___ Input for this task ___

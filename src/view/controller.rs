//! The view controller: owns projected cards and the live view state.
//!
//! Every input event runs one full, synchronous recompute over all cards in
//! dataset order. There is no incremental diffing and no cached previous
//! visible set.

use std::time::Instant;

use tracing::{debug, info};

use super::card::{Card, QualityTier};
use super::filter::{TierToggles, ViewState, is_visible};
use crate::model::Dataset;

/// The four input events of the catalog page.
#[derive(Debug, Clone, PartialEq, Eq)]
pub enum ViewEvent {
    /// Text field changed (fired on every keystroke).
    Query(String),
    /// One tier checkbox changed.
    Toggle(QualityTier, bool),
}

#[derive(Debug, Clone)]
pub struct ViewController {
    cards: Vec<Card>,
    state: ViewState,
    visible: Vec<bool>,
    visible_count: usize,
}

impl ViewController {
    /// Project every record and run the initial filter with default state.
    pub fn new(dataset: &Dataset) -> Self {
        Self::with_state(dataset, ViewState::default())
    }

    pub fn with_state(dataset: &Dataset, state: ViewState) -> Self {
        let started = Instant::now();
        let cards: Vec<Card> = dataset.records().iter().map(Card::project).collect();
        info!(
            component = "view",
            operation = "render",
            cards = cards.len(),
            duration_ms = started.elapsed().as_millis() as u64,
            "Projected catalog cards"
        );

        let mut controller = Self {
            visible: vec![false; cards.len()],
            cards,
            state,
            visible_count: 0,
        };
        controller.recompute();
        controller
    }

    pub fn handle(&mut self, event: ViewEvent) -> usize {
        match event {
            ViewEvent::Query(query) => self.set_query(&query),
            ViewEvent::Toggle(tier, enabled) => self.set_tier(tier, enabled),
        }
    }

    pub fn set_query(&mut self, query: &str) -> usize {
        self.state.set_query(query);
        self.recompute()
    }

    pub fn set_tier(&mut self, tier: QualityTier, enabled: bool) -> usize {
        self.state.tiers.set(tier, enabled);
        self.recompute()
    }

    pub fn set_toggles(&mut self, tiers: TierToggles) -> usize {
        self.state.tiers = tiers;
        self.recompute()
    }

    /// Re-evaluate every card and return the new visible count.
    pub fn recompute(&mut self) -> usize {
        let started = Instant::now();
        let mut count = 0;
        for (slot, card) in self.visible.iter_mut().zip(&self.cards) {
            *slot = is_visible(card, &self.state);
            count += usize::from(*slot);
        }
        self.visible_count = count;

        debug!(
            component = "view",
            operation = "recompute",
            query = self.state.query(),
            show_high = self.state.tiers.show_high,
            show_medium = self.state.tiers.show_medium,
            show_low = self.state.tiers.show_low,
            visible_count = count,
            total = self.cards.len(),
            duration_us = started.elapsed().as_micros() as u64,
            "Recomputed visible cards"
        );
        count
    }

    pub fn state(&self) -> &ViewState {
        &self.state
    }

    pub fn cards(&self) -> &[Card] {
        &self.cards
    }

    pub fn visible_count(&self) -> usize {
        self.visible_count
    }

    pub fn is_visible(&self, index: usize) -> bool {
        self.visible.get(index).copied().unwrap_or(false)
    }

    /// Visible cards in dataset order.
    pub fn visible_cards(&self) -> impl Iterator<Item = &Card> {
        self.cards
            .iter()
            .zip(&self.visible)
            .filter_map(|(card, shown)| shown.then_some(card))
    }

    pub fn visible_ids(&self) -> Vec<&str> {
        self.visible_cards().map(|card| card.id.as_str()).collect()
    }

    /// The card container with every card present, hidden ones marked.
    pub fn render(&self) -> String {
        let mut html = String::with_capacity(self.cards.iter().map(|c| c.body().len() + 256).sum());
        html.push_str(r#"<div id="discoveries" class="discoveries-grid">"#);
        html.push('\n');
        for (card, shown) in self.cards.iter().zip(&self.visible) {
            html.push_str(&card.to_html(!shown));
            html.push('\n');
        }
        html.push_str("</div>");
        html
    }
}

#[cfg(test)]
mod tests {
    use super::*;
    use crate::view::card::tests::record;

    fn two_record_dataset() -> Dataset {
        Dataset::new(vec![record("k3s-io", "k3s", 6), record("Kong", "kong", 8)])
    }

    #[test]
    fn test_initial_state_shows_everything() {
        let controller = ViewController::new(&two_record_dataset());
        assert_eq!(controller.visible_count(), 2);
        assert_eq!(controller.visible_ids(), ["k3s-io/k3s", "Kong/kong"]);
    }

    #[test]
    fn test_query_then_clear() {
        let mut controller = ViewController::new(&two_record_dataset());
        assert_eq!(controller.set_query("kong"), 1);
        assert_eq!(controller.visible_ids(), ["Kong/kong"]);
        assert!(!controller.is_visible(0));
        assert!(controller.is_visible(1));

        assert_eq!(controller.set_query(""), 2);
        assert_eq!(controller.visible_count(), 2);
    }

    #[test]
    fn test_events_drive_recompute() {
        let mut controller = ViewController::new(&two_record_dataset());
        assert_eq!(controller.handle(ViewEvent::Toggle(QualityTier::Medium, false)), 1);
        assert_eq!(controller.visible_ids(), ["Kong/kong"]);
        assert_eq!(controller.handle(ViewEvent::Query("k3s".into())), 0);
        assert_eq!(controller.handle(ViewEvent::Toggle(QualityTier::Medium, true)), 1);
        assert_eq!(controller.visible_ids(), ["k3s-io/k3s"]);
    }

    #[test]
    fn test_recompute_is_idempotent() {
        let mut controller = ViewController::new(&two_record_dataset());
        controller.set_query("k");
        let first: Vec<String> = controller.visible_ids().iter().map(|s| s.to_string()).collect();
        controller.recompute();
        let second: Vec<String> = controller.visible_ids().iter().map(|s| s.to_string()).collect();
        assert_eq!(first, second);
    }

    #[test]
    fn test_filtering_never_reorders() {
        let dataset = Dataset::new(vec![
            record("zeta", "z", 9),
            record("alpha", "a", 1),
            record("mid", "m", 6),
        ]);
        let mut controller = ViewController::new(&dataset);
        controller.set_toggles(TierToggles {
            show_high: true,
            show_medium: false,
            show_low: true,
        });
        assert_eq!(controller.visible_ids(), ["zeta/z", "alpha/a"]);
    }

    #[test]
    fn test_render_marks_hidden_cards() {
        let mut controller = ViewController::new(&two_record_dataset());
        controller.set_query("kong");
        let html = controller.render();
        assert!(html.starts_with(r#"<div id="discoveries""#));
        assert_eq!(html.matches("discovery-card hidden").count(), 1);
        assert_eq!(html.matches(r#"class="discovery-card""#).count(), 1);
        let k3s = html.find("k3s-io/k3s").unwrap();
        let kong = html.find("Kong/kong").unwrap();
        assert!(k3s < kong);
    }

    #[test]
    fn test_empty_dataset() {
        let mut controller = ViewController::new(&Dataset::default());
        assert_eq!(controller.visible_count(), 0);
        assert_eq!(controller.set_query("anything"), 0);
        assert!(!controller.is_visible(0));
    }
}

___

Exercise brief ▸ Scan the listing above. Collect all lines with the word "alpha".

Response to the task ▸
            record("alpha", "a", 1),
        assert_eq!(controller.visible_ids(), ["zeta/z", "alpha/a"]);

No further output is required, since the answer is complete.